“A woman who works in a vital profession with a daughter at secondary school who needs homework support just called. We were able to arrange it with two telephone calls.” This is TU Delft architecture student David Oudega (21). He is working with three housemates from home to connect people who need help to people who want to help. He has joined the ‘gewoon mensen die mensen willen helpen’ (ordinary people who want to help people) initiative and is the coordinator of the Delft and The Hague region.

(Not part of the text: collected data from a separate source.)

/// Upper bound on buckets a single aggregation may produce
pub const MAX_BUCKETS: usize = 65_536;

const DEFAULT_TERMS_SIZE: usize = 10;

/// Evaluation context shared by all aggregations of a request
#[derive(Debug, Clone, Copy)]
pub struct AggContext {
    /// Anchor for `now` in date math
    pub now: DateTime<Utc>,
}

fn bad_request(message: impl Into<String>) -> BackendError {
    BackendError::Status {
        status: 400,
        body: message.into(),
    }
}

/// Evaluate a map of aggregations; pipeline selectors are applied by the parent bucket
pub fn aggregate(
    aggs: &BTreeMap<String, EsAggregation>,
    docs: &[&StoredDoc],
    ctx: &AggContext,
) -> Result<Map<String, Value>, BackendError> {
    let mut out = Map::new();
    for (name, agg) in aggs {
        if agg.bucket_selector.is_some() {
            continue;
        }
        let value = if agg.is_bucket() {
            bucket_agg(name, agg, docs, ctx)?
        } else {
            metric_agg(name, agg, docs)?
        };
        out.insert(name.clone(), value);
    }
    Ok(out)
}

// ============================================================================
// Metrics
// ============================================================================

fn numbers(docs: &[&StoredDoc], field: &str) -> Vec<f64> {
    docs.iter()
        .flat_map(|doc| doc.values(field))
        .filter_map(|v| as_number(&v))
        .collect()
}

fn metric_agg(name: &str, agg: &EsAggregation, docs: &[&StoredDoc]) -> Result<Value, BackendError> {
    if let Some(f) = &agg.value_count {
        let count: usize = docs.iter().map(|doc| doc.values(&f.field).len()).sum();
        return Ok(json!({ "value": count }));
    }
    if let Some(f) = &agg.cardinality {
        let distinct: HashSet<String> = docs
            .iter()
            .flat_map(|doc| doc.values(&f.field))
            .map(|v| key_string(&v))
            .collect();
        return Ok(json!({ "value": distinct.len() }));
    }
    if let Some(f) = &agg.sum {
        return Ok(json!({ "value": numbers(docs, &f.field).iter().sum::<f64>() }));
    }
    if let Some(f) = &agg.min {
        return Ok(json!({ "value": numbers(docs, &f.field).into_iter().reduce(f64::min) }));
    }
    if let Some(f) = &agg.max {
        return Ok(json!({ "value": numbers(docs, &f.field).into_iter().reduce(f64::max) }));
    }
    if let Some(f) = &agg.avg {
        let values = numbers(docs, &f.field);
        let avg = (!values.is_empty()).then(|| values.iter().sum::<f64>() / values.len() as f64);
        return Ok(json!({ "value": avg }));
    }
    if let Some(f) = &agg.stats {
        let values = numbers(docs, &f.field);
        let sum: f64 = values.iter().sum();
        let avg = (!values.is_empty()).then(|| sum / values.len() as f64);
        return Ok(json!({
            "count": values.len(),
            "min": values.iter().copied().reduce(f64::min),
            "max": values.iter().copied().reduce(f64::max),
            "avg": avg,
            "sum": sum,
        }));
    }
    if let Some(p) = &agg.percentiles {
        return Ok(percentiles(docs, p));
    }
    if let Some(top) = &agg.top_hits {
        return Ok(top_hits(docs, top));
    }
    Err(bad_request(format!("aggregation '{}' has no type", name)))
}

/// Linear interpolation between closest ranks
fn percentiles(docs: &[&StoredDoc], agg: &PercentilesAgg) -> Value {
    let mut values = numbers(docs, &agg.field);
    values.sort_by(|a, b| a.partial_cmp(b).unwrap_or(Ordering::Equal));

    let mut out = Map::new();
    for p in &agg.percents {
        let value = if values.is_empty() {
            None
        } else {
            let rank = p / 100.0 * (values.len() - 1) as f64;
            let lo = rank.floor() as usize;
            let hi = rank.ceil() as usize;
            Some(values[lo] + (values[hi] - values[lo]) * (rank - lo as f64))
        };
        out.insert(format!("{:?}", p), json!(value));
    }
    json!({ "values": out })
}

fn top_hits(docs: &[&StoredDoc], agg: &TopHitsAgg) -> Value {
    let mut hits: Vec<&StoredDoc> = docs.to_vec();
    if let Some(sort) = &agg.sort {
        sort_docs(&mut hits, sort);
    }
    let (includes, excludes) = agg
        .source
        .as_ref()
        .map(|s| (s.includes.clone(), s.excludes.clone()))
        .unwrap_or_default();

    let list: Vec<Value> = hits
        .iter()
        .skip(agg.from.unwrap_or(0))
        .take(agg.size)
        .map(|doc| doc.to_hit(doc.filtered_source(&includes, &excludes)))
        .collect();

    json!({
        "hits": {
            "total": { "value": docs.len(), "relation": "eq" },
            "max_score": null,
            "hits": list,
        }
    })
}

/// Stable sort by sort clauses; ascending uses a field's smallest value,
/// descending its largest, and documents without the field sort last
pub fn sort_docs(docs: &mut [&StoredDoc], sort: &[SortClause]) {
    let keys: Vec<(&String, SortDirection)> = sort
        .iter()
        .flat_map(|clause| clause.iter().map(|(field, spec)| (field, spec.order)))
        .filter(|(field, _)| field.as_str() != "_doc" && field.as_str() != "_score")
        .collect();
    if keys.is_empty() {
        return;
    }

    docs.sort_by(|a, b| {
        for (field, dir) in &keys {
            let ord = match (sort_value(a, field, *dir), sort_value(b, field, *dir)) {
                (Some(x), Some(y)) => {
                    let ord = compare_values(&x, &y);
                    match dir {
                        SortDirection::Asc => ord,
                        SortDirection::Desc => ord.reverse(),
                    }
                }
                (Some(_), None) => Ordering::Less,
                (None, Some(_)) => Ordering::Greater,
                (None, None) => Ordering::Equal,
            };
            if ord != Ordering::Equal {
                return ord;
            }
        }
        Ordering::Equal
    });
}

The ‘gewoon mensen die mensen willen helpen’ initiative was started by University of Amsterdam econometrics students Naut van Teeseling (20) and Amber Nagelhout (24). Naut sent a Google form to fellow students via WhatsApp. They could submit their name, study and what kind of help they could give. The message went viral and landed at TU Delft students Jasper Veen (24) and Thijs de Jongh (23) who were prepared to help Van Teeseling and Nagelhout.
‘It grew so fast, it’s unbelievable’
Last weekend, the four of them were in Haarlem where they worked on the platform. They were approached by the media: Radio1, Hart van Nederland and Het Parool. They divided the Netherlands into eight regions. Student teams form tailor-made matches from their homes
Jasper Veen, Thijs de Jongh, Amber Nagelhout and Naut van Teeseling in Haarlem. (Photo: Gewoonmensen)
One of the problems they came up against was that the people who need help are often hard to reach. Only 200 people asked for help yesterday afternoon compared to the 20,000 people – not only students – who offered help. “It is precisely the people at risk who are difficult to reach through Instagram or other social media, which is exactly what we are good at,” says Anniek Wiltink, aerospace engineering master’s student at TU Delft. She, Amber Nagelhout and 11 other students are trying to get an overview of the rapidly growing registrations, a job that the website will do at a later stage.
At the moment, the students are contacting housing associations and care homes in the hope that they can come into contact with the people that need help, says Wiltink. “We also hope to have more newspaper and television coverage as these are the channels that older people follow.”
“Up to now, 27,500 people have signed up,” said Thijs de Jongh on Monday evening on the Jinek talk show. “It’s growing so fast, it’s unbelievable.” The help needed is mostly to do the shopping or to let the dog out, adds Naut van Teeseling.
Since De Jongh’s appearance on Jinek, the requests for help have doubled. “We estimate that the demand in the Delft and The Hague region is now around 50 people,” says architecture student Oudega. “But it is hard to say as we are now approached by companies. A hospital in The Hague is looking for childcare for all its nurses. And on Tuesday afternoon, two people will help out at the food bank.”
Most people are good
‘Gewoon mensen’ placed an article by historian and journalist Rutger Bregman on De Correspondent on Instagram. ‘Don’t forget: disasters and crises bring out the best in people’. “Not only is the virus contagious, but our behaviour is too,” said Bregman in DWDD. “Every deed that you do that inspires people can spread around the country like a virus. This could even be more powerful than corona itself.”